The bill requires the owner or operator of a treatment works to develop an emergency response plan that incorporates the results of the current vulnerability assessment and site security plan, and certify to the EPA when the plan has been completed.  

 

 

BACKGROUND

Chemical facilities affected by this legislation generate about $550 billion in revenues per year in the U.S.  Over half of these facilities employ less than 50 employees, and as very small businesses are vulnerable to burdensome regulations in the current economic climate.  National unemployment stands at 9.8 percent, while the rate for the manufacturing sector is 11.9 percent.  According to the U.S. Bureau of Labor Statistics, chemical manufacturing employment is projected to decline further, with employment in the sector dropping by 16 percent.  According to experts, "Inherently Safer" Technologies (IST) mandated by this bill could cost anywhere from thousands to hundreds of thousands of dollars, depending on the complexity of the facility.

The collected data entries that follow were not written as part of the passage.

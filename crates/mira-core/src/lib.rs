//! Mira Core Library
//!
//! Domain models, error types, configuration and the secret cipher shared by
//! every Mira component.

pub mod config;
pub mod encryption;
pub mod error;
pub mod models;
pub mod storage_types;

// Re-export commonly used types
pub use config::{Config, OpenAiConfig, S3Config, SmtpConfig};
pub use encryption::EncryptionService;
pub use error::{AppError, ErrorMetadata, LogLevel};
pub use storage_types::StorageBackend;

Chemical facilities are often located in populated areas and hold chemicals that can cause harm to people and the environment if used maliciously, so these sites may be considered terrorist targets.  To address this issue, in 2006, Congress authorized DHS to establish risk-based security performance standards for chemical facilities that use or store chemicals that make attractive terrorist targets.  The Department issued final regulations in 2007 that resulted in the Chemical Facility Anti-Terrorism Standards, for which legislative authority sunsets on October 4, 2009.  However, the authority to regulate chemical security was extended for one year through the Fiscal Year 2010 Homeland Security Appropriations bill, which was signed into law on October 28, 2009. 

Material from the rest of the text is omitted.